Hanrui / sglang /docs /advanced_features /deterministic_inference.md

Add files using upload-large-folder tool

a227c91 verified 27 days ago

5.66 kB

	# Deterministic Inference

	## Why Deterministic Inference Matters

	Deterministic inference ensures consistent LLM outputs across runs, which is critical for:
	- Reinforcement Learning: Ensures consistent logprobs across runs, reducing stochastic noise and making RL training more stable, reproducible, and debuggable.
	- Testing & Debugging: Enables reproducible validation
	- Production: Improves reliability and user experience

	Even with `temperature=0`, standard LLM inference can produce different outputs due to dynamic batching and varying reduction orders in GPU kernels.

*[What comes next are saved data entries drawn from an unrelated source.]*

//! `vm-start` — boot a single microVM without the SSH front door.
//!
//! Smoke-tests a kernel/rootfs/monitor combination: provisions one VM for
//! a fixed test user, prints how to reach it, and tears it down on Ctrl-C.

use std::path::PathBuf;
use std::sync::Arc;

use anyhow::{Context, Result};
use clap::Parser;
use tracing::info;

use sshvm_core::config::BRIDGE_NAME;
use sshvm_core::{Config, NetworkFabric, VmManager};

const TEST_VM_ID: &str = "test-user";

#[derive(Parser)]
#[command(name = "vm-start", about = "Start a single VM for testing", version)]
struct Cli {
    /// Directory for VM state and data
    #[arg(long, default_value = "./data")]
    data_dir: PathBuf,

    /// Path to the rootfs template image (required)
    #[arg(long)]
    rootfs: PathBuf,

    /// Firecracker binary, copied into the data directory at startup
    #[arg(long)]
    firecracker: PathBuf,

    /// Uncompressed guest kernel image, copied into the data directory
    #[arg(long)]
    kernel: PathBuf,

    /// CIDR block for VM IP addresses (IPv4, /28 or larger)
    #[arg(long, default_value = "192.168.100.0/24")]
    vm_cidr: String,

    /// VM memory in MiB
    #[arg(long, default_value_t = 128)]
    vm_memory: u32,

    /// Number of VM CPUs
    #[arg(long, default_value_t = 1)]
    vm_cpus: u32,

    /// Allow the VM to access the internet
    #[arg(long)]
    allow_internet: bool,
}

#[tokio::main]
async fn main() -> Result<()> {
    tracing_subscriber::fmt()
        .with_target(false)
        .with_level(true)
        .init();

    let cli = Cli::parse();

    let config = Arc::new(Config::new(
        2222,
        None,
        &cli.vm_cidr,
        cli.vm_memory,
        cli.vm_cpus,
        0,
        cli.data_dir,
        cli.rootfs,
        cli.allow_internet,
    )?);

    let monitor_bin = std::fs::read(&cli.firecracker)
        .with_context(|| format!("read monitor binary {}", cli.firecracker.display()))?;
    let kernel = std::fs::read(&cli.kernel)
        .with_context(|| format!("read kernel image {}", cli.kernel.display()))?;

    let fabric = Arc::new(NetworkFabric::new(
        BRIDGE_NAME,
        config.vm_cidr,
        config.gateway(),
    ));
    fabric.setup().context("host network fabric setup")?;

    let manager = Arc::new(VmManager::new(
        config.clone(),
        fabric.clone(),
        &monitor_bin,
        &kernel,
    )?);

    info!(cidr = %config.vm_cidr, data_dir = %config.data_dir.display(), "creating test VM");
    let result = boot_and_wait(&manager).await;

    // Teardown runs whether the boot succeeded or not.
    info!("shutting down");
    manager.destroy_all().await;
    fabric.teardown();
    result
}

async fn boot_and_wait(manager: &VmManager) -> Result<()> {
    let vm = manager.get_or_create(TEST_VM_ID).await?;

    info!(vm = %vm.id, ip = %vm.ip, "VM is booting");
    info!("try: ssh root@{} (once the guest SSH service is up)", vm.ip);
    info!("press Ctrl-C to destroy the VM and exit");

    tokio::signal::ctrl_c().await.context("wait for Ctrl-C")?;
    Ok(())
}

	## The Root Cause of Non-Determinism

	The main source is varying batch sizes. Different batch sizes cause GPU kernels to split reduction operations differently, leading to different addition orders. Due to floating-point non-associativity (`(a + b) + c ≠ a + (b + c)`), this produces different results even for identical inputs.


	## SGLang's Solution

	Building on [Thinking Machines Lab's batch-invariant operators](https://github.com/thinking-machines-lab/batch_invariant_ops), SGLang achieves fully deterministic inference while maintaining compatibility with chunked prefill, CUDA graphs, radix cache, and non-greedy sampling. The development roadmap for deterministic inference features can be found in this [issue](https://github.com/sgl-project/sglang/issues/10278).

	### Supported Backends

	Deterministic inference is only supported with the following three attention backends: FlashInfer, FlashAttention 3 (FA3), and Triton.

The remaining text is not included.